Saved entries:

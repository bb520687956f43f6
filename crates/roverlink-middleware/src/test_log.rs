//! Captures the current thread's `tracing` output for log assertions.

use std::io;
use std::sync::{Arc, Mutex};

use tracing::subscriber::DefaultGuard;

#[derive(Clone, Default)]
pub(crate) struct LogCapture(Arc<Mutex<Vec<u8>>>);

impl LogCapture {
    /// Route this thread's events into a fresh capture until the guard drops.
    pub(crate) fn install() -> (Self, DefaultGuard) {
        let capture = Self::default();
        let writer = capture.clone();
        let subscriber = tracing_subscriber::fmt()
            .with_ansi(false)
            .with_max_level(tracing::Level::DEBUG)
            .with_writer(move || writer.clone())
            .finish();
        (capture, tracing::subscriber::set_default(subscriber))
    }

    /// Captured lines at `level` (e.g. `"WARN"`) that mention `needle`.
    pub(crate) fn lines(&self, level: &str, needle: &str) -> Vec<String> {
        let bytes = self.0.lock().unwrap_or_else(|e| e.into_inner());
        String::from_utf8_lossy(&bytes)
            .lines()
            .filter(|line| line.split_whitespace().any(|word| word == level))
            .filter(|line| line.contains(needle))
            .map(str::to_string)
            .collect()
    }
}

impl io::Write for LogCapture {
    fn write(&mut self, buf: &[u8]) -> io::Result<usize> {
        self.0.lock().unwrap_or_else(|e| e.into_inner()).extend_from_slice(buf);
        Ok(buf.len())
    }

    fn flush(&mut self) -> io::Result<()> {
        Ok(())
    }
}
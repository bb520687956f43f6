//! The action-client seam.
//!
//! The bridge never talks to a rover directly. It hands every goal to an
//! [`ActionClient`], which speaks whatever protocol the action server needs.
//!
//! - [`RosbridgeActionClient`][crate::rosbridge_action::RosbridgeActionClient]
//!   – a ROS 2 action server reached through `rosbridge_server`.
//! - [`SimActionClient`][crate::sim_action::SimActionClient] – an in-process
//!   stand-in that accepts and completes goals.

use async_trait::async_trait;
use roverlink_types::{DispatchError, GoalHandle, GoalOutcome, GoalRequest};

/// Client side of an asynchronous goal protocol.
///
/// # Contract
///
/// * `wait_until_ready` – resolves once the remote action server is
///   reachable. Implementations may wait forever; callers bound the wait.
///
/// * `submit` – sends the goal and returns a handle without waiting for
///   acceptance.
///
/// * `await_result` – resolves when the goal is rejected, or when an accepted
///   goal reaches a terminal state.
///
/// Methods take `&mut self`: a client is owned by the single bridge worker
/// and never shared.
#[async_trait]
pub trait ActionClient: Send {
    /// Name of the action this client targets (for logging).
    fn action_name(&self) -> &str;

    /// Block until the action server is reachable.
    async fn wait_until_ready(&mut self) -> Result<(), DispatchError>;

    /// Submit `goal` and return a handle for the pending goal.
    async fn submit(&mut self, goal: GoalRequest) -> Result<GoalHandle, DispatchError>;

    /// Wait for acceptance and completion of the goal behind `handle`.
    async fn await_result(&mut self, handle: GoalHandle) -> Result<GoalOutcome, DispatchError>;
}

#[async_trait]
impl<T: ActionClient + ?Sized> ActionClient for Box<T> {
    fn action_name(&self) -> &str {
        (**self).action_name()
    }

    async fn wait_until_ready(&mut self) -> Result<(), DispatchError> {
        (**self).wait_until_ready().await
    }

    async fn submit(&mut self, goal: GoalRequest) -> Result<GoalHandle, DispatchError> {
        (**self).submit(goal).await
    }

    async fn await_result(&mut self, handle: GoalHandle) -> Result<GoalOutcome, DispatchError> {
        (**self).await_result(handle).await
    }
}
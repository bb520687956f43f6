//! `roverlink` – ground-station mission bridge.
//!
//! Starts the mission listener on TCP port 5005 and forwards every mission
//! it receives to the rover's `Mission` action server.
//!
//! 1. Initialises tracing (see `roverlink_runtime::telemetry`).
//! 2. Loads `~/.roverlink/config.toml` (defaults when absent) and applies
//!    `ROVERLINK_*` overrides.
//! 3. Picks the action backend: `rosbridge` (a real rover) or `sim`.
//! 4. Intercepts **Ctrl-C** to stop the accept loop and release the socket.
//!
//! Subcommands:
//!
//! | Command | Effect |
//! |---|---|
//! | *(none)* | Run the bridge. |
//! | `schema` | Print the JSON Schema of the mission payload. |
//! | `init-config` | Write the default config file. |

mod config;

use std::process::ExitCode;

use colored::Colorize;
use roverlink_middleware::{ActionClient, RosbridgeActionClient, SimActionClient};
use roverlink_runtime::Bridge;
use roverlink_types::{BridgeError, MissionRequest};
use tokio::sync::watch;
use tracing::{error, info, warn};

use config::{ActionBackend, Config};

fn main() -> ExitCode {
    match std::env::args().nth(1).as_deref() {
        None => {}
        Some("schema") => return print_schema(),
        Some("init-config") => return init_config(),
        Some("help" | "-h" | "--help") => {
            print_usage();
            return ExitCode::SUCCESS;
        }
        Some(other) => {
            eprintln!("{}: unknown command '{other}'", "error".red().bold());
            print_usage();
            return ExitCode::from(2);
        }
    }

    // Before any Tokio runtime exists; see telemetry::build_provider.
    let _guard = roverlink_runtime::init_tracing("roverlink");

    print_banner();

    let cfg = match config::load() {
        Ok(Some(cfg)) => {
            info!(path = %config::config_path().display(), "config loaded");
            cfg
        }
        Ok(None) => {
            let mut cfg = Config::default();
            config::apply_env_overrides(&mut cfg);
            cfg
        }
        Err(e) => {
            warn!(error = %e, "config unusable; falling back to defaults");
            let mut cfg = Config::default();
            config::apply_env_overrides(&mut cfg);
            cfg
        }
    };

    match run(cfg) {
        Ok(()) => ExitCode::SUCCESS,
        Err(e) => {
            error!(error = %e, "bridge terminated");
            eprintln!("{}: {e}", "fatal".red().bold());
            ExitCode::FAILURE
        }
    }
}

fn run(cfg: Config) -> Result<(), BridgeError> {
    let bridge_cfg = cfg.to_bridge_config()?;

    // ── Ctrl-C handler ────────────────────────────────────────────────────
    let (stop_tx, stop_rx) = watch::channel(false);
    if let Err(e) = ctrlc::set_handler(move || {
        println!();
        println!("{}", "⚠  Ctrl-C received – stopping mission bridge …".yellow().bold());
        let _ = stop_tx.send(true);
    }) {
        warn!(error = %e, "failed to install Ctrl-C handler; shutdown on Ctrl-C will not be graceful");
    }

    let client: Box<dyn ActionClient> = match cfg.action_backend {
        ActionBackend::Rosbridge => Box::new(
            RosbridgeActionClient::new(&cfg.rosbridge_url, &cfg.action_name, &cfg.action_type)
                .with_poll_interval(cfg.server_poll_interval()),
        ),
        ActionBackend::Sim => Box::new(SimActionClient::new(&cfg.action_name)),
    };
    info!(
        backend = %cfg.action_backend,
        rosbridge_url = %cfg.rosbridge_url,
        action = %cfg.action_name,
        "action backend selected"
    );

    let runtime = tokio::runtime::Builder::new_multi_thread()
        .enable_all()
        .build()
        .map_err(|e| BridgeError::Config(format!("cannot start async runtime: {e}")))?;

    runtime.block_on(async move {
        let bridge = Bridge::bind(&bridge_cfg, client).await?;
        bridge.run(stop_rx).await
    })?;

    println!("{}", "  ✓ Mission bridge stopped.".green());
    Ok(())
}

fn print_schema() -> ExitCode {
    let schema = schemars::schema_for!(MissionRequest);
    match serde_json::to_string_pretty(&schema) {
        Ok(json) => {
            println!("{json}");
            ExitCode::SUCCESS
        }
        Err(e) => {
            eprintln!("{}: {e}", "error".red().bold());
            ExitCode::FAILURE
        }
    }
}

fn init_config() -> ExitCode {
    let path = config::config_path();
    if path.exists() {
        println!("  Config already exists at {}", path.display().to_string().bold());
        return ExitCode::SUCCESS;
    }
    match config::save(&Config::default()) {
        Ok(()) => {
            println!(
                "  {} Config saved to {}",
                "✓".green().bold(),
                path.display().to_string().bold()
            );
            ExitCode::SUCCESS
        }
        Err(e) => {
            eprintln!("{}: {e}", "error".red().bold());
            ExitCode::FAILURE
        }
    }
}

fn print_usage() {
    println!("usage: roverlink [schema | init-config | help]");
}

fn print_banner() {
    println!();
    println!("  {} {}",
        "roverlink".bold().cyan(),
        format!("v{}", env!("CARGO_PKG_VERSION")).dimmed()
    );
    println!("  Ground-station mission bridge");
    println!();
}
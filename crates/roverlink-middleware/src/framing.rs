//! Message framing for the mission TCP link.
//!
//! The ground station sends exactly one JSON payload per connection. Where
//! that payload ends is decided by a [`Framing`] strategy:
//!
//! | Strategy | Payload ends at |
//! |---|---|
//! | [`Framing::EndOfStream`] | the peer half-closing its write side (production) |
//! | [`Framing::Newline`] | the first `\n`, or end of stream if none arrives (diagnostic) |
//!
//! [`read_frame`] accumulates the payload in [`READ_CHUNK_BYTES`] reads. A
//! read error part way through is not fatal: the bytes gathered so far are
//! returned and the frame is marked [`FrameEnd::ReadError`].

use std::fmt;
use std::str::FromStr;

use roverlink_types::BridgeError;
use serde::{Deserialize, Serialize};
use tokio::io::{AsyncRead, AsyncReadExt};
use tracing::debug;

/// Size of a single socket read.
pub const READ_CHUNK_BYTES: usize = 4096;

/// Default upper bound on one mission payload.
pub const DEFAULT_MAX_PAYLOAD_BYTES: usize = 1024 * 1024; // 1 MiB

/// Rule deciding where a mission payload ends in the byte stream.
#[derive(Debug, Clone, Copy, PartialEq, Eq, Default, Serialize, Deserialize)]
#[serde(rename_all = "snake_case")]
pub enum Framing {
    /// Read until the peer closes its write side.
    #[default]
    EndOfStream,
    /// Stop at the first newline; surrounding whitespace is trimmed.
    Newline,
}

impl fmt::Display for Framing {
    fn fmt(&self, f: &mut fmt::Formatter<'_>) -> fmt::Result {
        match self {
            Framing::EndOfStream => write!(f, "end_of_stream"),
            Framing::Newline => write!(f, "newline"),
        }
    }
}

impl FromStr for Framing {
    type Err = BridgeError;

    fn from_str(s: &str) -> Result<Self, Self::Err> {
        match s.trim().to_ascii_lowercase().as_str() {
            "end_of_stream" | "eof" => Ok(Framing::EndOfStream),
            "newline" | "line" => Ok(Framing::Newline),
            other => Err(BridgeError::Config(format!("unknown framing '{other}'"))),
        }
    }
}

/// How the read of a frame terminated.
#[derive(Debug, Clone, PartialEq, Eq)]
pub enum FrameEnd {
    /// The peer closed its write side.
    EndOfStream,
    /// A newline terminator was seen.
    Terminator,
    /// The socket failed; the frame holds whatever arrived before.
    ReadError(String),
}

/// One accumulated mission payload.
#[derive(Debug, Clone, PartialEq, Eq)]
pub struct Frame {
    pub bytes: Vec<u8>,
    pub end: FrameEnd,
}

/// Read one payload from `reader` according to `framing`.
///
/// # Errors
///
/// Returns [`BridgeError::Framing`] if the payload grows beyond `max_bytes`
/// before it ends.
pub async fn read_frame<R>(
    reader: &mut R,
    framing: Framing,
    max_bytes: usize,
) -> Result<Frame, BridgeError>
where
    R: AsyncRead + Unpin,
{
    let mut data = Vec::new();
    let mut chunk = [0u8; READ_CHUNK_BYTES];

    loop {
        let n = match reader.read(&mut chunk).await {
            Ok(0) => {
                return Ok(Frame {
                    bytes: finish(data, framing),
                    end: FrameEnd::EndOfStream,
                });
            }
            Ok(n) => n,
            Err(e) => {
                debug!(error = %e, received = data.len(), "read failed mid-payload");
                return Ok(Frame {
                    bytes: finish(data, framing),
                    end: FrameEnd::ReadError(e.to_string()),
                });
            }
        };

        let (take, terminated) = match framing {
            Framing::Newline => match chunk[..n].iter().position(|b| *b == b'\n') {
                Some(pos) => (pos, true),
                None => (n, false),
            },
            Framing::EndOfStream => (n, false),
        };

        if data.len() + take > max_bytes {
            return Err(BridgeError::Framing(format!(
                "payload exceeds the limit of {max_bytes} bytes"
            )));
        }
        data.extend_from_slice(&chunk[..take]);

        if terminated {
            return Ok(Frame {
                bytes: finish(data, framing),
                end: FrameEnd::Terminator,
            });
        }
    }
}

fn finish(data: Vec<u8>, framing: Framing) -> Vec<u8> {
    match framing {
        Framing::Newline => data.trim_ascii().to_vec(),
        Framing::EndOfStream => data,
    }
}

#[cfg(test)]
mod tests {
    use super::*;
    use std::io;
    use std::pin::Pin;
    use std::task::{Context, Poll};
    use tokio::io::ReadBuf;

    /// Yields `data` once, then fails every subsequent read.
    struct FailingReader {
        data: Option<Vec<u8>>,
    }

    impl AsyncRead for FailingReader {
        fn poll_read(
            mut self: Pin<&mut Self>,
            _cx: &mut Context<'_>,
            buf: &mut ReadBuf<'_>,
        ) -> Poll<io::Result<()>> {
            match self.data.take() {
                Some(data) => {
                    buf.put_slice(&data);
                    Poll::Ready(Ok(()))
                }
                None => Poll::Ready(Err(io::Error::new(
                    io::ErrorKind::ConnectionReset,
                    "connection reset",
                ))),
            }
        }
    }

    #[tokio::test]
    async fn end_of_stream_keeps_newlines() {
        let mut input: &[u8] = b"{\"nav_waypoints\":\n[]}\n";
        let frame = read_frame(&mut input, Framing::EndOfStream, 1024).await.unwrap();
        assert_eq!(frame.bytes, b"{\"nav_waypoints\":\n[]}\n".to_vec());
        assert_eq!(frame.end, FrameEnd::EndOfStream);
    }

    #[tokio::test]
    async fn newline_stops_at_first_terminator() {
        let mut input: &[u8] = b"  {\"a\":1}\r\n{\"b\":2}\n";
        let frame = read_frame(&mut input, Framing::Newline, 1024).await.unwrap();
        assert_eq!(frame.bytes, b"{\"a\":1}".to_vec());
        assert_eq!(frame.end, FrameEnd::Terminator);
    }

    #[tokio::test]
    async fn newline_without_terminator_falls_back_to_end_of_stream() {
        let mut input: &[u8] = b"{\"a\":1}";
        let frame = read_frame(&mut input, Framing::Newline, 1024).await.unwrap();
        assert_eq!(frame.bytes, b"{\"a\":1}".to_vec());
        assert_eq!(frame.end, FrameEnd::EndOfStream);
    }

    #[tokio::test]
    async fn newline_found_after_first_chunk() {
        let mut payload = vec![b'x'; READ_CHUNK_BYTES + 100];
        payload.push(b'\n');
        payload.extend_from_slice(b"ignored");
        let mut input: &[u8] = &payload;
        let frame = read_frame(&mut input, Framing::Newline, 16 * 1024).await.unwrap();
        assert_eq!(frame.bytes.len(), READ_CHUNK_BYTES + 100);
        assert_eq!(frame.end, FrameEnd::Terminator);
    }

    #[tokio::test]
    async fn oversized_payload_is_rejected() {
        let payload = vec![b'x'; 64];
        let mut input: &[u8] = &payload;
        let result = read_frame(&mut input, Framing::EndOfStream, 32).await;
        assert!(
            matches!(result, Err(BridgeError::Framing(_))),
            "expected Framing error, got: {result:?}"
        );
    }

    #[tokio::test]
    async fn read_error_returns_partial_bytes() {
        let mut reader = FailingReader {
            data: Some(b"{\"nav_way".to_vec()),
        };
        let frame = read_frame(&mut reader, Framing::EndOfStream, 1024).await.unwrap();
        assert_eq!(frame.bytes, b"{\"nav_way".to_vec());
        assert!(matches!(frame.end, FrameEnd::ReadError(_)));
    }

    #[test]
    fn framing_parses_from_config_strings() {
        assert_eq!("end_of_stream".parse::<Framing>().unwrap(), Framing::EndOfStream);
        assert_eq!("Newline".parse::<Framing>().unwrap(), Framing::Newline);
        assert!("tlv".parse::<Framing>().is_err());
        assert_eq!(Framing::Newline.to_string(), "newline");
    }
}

• _What to produce_
Where does the word "FromStr" occur in the records? Return every line that holds it.

• _Solution_
use std::str::FromStr;
impl FromStr for Framing {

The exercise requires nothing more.